Start of DATASET

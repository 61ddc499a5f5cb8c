// crates/exercise-gate-catalog/src/structures/min_heap.rs
// ============================================================================
// Module: Min Heap
// Description: Array-backed binary min-heap with selectable sift strategy.
// Purpose: Back the `min-heap` topic and the Dijkstra frontier.
// Dependencies: none
// ============================================================================

//! ## Overview
//! Elements live in a vector laid out as a complete binary tree: the
//! children of slot `i` are `2i + 1` and `2i + 2`. Both sift strategies
//! produce identical layouts; they differ only in whether the sift walks
//! the tree with a loop or by recursion.

// ============================================================================
// SECTION: Types
// ============================================================================

/// How elements are moved to restore heap order.
#[derive(Debug, Clone, Copy, Default, PartialEq, Eq)]
pub enum Sift {
    /// Loop-driven sift.
    #[default]
    Iterative,
    /// Recursive sift.
    Recursive,
}

/// Binary min-heap.
#[derive(Debug, Clone)]
pub struct MinHeap<T> {
    /// Heap-ordered elements.
    items: Vec<T>,
    /// Sift strategy.
    sift: Sift,
}

impl<T: Ord> MinHeap<T> {
    /// Creates an empty heap using iterative sifts.
    #[must_use]
    pub const fn new() -> Self {
        Self::with_sift(Sift::Iterative)
    }

    /// Creates an empty heap using the given sift strategy.
    #[must_use]
    pub const fn with_sift(sift: Sift) -> Self {
        Self {
            items: Vec::new(),
            sift,
        }
    }

    /// Inserts an element.
    pub fn insert(&mut self, value: T) {
        self.items.push(value);
        let last = self.items.len() - 1;
        match self.sift {
            Sift::Iterative => self.sift_up_iterative(last),
            Sift::Recursive => self.sift_up_recursive(last),
        }
    }

    /// Removes and returns the smallest element.
    pub fn extract_min(&mut self) -> Option<T> {
        if self.items.is_empty() {
            return None;
        }
        let min = self.items.swap_remove(0);
        if !self.items.is_empty() {
            match self.sift {
                Sift::Iterative => self.sift_down_iterative(0),
                Sift::Recursive => self.sift_down_recursive(0),
            }
        }
        Some(min)
    }

    /// Returns the smallest element.
    #[must_use]
    pub fn peek(&self) -> Option<&T> {
        self.items.first()
    }

    /// Number of elements.
    #[must_use]
    pub const fn len(&self) -> usize {
        self.items.len()
    }

    /// Returns true when the heap holds no elements.
    #[must_use]
    pub const fn is_empty(&self) -> bool {
        self.items.is_empty()
    }

    // ========================================================================
    // SECTION: Sifting
    // ========================================================================

    /// Moves the element at `index` up until its parent is not larger.
    fn sift_up_iterative(&mut self, mut index: usize) {
        while index > 0 {
            let parent = (index - 1) / 2;
            if self.items[index] >= self.items[parent] {
                break;
            }
            self.items.swap(index, parent);
            index = parent;
        }
    }

    /// Recursive form of [`Self::sift_up_iterative`].
    fn sift_up_recursive(&mut self, index: usize) {
        if index == 0 {
            return;
        }
        let parent = (index - 1) / 2;
        if self.items[index] < self.items[parent] {
            self.items.swap(index, parent);
            self.sift_up_recursive(parent);
        }
    }

    /// Moves the element at `index` down until no child is smaller.
    fn sift_down_iterative(&mut self, mut index: usize) {
        while let Some(child) = self.smaller_child(index) {
            if self.items[child] >= self.items[index] {
                break;
            }
            self.items.swap(index, child);
            index = child;
        }
    }

    /// Recursive form of [`Self::sift_down_iterative`].
    fn sift_down_recursive(&mut self, index: usize) {
        if let Some(child) = self.smaller_child(index)
            && self.items[child] < self.items[index]
        {
            self.items.swap(index, child);
            self.sift_down_recursive(child);
        }
    }

    /// Index of the smaller child of `index`, if any.
    fn smaller_child(&self, index: usize) -> Option<usize> {
        let left = 2 * index + 1;
        let right = left + 1;
        if left >= self.items.len() {
            None
        } else if right < self.items.len() && self.items[right] < self.items[left] {
            Some(right)
        } else {
            Some(left)
        }
    }
}

impl<T: Ord> Default for MinHeap<T> {
    fn default() -> Self {
        Self::new()
    }
}
/// A lightweight handle to a node stored in an [`Arena`](crate::Arena).
///
/// Comparing two `NodeId`s is O(1) integer comparison and is the crate's
/// only notion of node identity: equal ids mean the same node, unequal ids
/// mean different nodes even when the nodes they point to are structurally
/// identical.
#[derive(Clone, Copy, PartialEq, Eq, Hash, PartialOrd, Ord, Debug)]
pub struct NodeId(u32);

impl NodeId {
    /// Raw arena index, for debugging and for identity-keyed maps.
    #[inline]
    pub fn as_u32(self) -> u32 {
        self.0
    }

    /// Construct a `NodeId` from a raw arena index.
    ///
    /// Only [`Arena`](crate::Arena) should normally do this; exposed for
    /// callers that serialize/deserialize arena contents.
    #[inline]
    pub fn from_raw(index: u32) -> Self {
        Self(index)
    }
}

impl std::fmt::Display for NodeId {
    fn fmt(&self, f: &mut std::fmt::Formatter<'_>) -> std::fmt::Result {
        write!(f, "#{}", self.0)
    }
}

#[cfg(test)]
mod tests {
    use super::*;

    #[test]
    fn round_trips_through_raw() {
        let id = NodeId::from_raw(7);
        assert_eq!(id.as_u32(), 7);
    }

    #[test]
    fn orders_by_index() {
        assert!(NodeId::from_raw(1) < NodeId::from_raw(2));
    }
}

End of DATASET

*WHAT YOU ARE ASKED TO DO*: Give all of the lines above again, exactly as they are.

*SOLUTION FOR THIS EXERCISE*:
repository 61ddc499a5f5cb8c
// crates/exercise-gate-catalog/src/structures/min_heap.rs
// ============================================================================
// Module: Min Heap
// Description: Array-backed binary min-heap with selectable sift strategy.
// Purpose: Back the `min-heap` topic and the Dijkstra frontier.
// Dependencies: none
// ============================================================================

//! ## Overview
//! Elements live in a vector laid out as a complete binary tree: the
//! children of slot `i` are `2i + 1` and `2i + 2`. Both sift strategies
//! produce identical layouts; they differ only in whether the sift walks
//! the tree with a loop or by recursion.

// ============================================================================
// SECTION: Types
// ============================================================================

/// How elements are moved to restore heap order.
#[derive(Debug, Clone, Copy, Default, PartialEq, Eq)]
pub enum Sift {
    /// Loop-driven sift.
    #[default]
    Iterative,
    /// Recursive sift.
    Recursive,
}

/// Binary min-heap.
#[derive(Debug, Clone)]
pub struct MinHeap<T> {
    /// Heap-ordered elements.
    items: Vec<T>,
    /// Sift strategy.
    sift: Sift,
}

impl<T: Ord> MinHeap<T> {
    /// Creates an empty heap using iterative sifts.
    #[must_use]
    pub const fn new() -> Self {
        Self::with_sift(Sift::Iterative)
    }

    /// Creates an empty heap using the given sift strategy.
    #[must_use]
    pub const fn with_sift(sift: Sift) -> Self {
        Self {
            items: Vec::new(),
            sift,
        }
    }

    /// Inserts an element.
    pub fn insert(&mut self, value: T) {
        self.items.push(value);
        let last = self.items.len() - 1;
        match self.sift {
            Sift::Iterative => self.sift_up_iterative(last),
            Sift::Recursive => self.sift_up_recursive(last),
        }
    }

    /// Removes and returns the smallest element.
    pub fn extract_min(&mut self) -> Option<T> {
        if self.items.is_empty() {
            return None;
        }
        let min = self.items.swap_remove(0);
        if !self.items.is_empty() {
            match self.sift {
                Sift::Iterative => self.sift_down_iterative(0),
                Sift::Recursive => self.sift_down_recursive(0),
            }
        }
        Some(min)
    }

    /// Returns the smallest element.
    #[must_use]
    pub fn peek(&self) -> Option<&T> {
        self.items.first()
    }

    /// Number of elements.
    #[must_use]
    pub const fn len(&self) -> usize {
        self.items.len()
    }

    /// Returns true when the heap holds no elements.
    #[must_use]
    pub const fn is_empty(&self) -> bool {
        self.items.is_empty()
    }

    // ========================================================================
    // SECTION: Sifting
    // ========================================================================

    /// Moves the element at `index` up until its parent is not larger.
    fn sift_up_iterative(&mut self, mut index: usize) {
        while index > 0 {
            let parent = (index - 1) / 2;
            if self.items[index] >= self.items[parent] {
                break;
            }
            self.items.swap(index, parent);
            index = parent;
        }
    }

    /// Recursive form of [`Self::sift_up_iterative`].
    fn sift_up_recursive(&mut self, index: usize) {
        if index == 0 {
            return;
        }
        let parent = (index - 1) / 2;
        if self.items[index] < self.items[parent] {
            self.items.swap(index, parent);
            self.sift_up_recursive(parent);
        }
    }

    /// Moves the element at `index` down until no child is smaller.
    fn sift_down_iterative(&mut self, mut index: usize) {
        while let Some(child) = self.smaller_child(index) {
            if self.items[child] >= self.items[index] {
                break;
            }
            self.items.swap(index, child);
            index = child;
        }
    }

    /// Recursive form of [`Self::sift_down_iterative`].
    fn sift_down_recursive(&mut self, index: usize) {
        if let Some(child) = self.smaller_child(index)
            && self.items[child] < self.items[index]
        {
            self.items.swap(index, child);
            self.sift_down_recursive(child);
        }
    }

    /// Index of the smaller child of `index`, if any.
    fn smaller_child(&self, index: usize) -> Option<usize> {
        let left = 2 * index + 1;
        let right = left + 1;
        if left >= self.items.len() {
            None
        } else if right < self.items.len() && self.items[right] < self.items[left] {
            Some(right)
        } else {
            Some(left)
        }
    }
}

impl<T: Ord> Default for MinHeap<T> {
    fn default() -> Self {
        Self::new()
    }
}
/// A lightweight handle to a node stored in an [`Arena`](crate::Arena).
///
/// Comparing two `NodeId`s is O(1) integer comparison and is the crate's
/// only notion of node identity: equal ids mean the same node, unequal ids
/// mean different nodes even when the nodes they point to are structurally
/// identical.
#[derive(Clone, Copy, PartialEq, Eq, Hash, PartialOrd, Ord, Debug)]
pub struct NodeId(u32);

impl NodeId {
    /// Raw arena index, for debugging and for identity-keyed maps.
    #[inline]
    pub fn as_u32(self) -> u32 {
        self.0
    }

    /// Construct a `NodeId` from a raw arena index.
    ///
    /// Only [`Arena`](crate::Arena) should normally do this; exposed for
    /// callers that serialize/deserialize arena contents.
    #[inline]
    pub fn from_raw(index: u32) -> Self {
        Self(index)
    }
}

impl std::fmt::Display for NodeId {
    fn fmt(&self, f: &mut std::fmt::Formatter<'_>) -> std::fmt::Result {
        write!(f, "#{}", self.0)
    }
}

#[cfg(test)]
mod tests {
    use super::*;

    #[test]
    fn round_trips_through_raw() {
        let id = NodeId::from_raw(7);
        assert_eq!(id.as_u32(), 7);
    }

    #[test]
    fn orders_by_index() {
        assert!(NodeId::from_raw(1) < NodeId::from_raw(2));
    }
}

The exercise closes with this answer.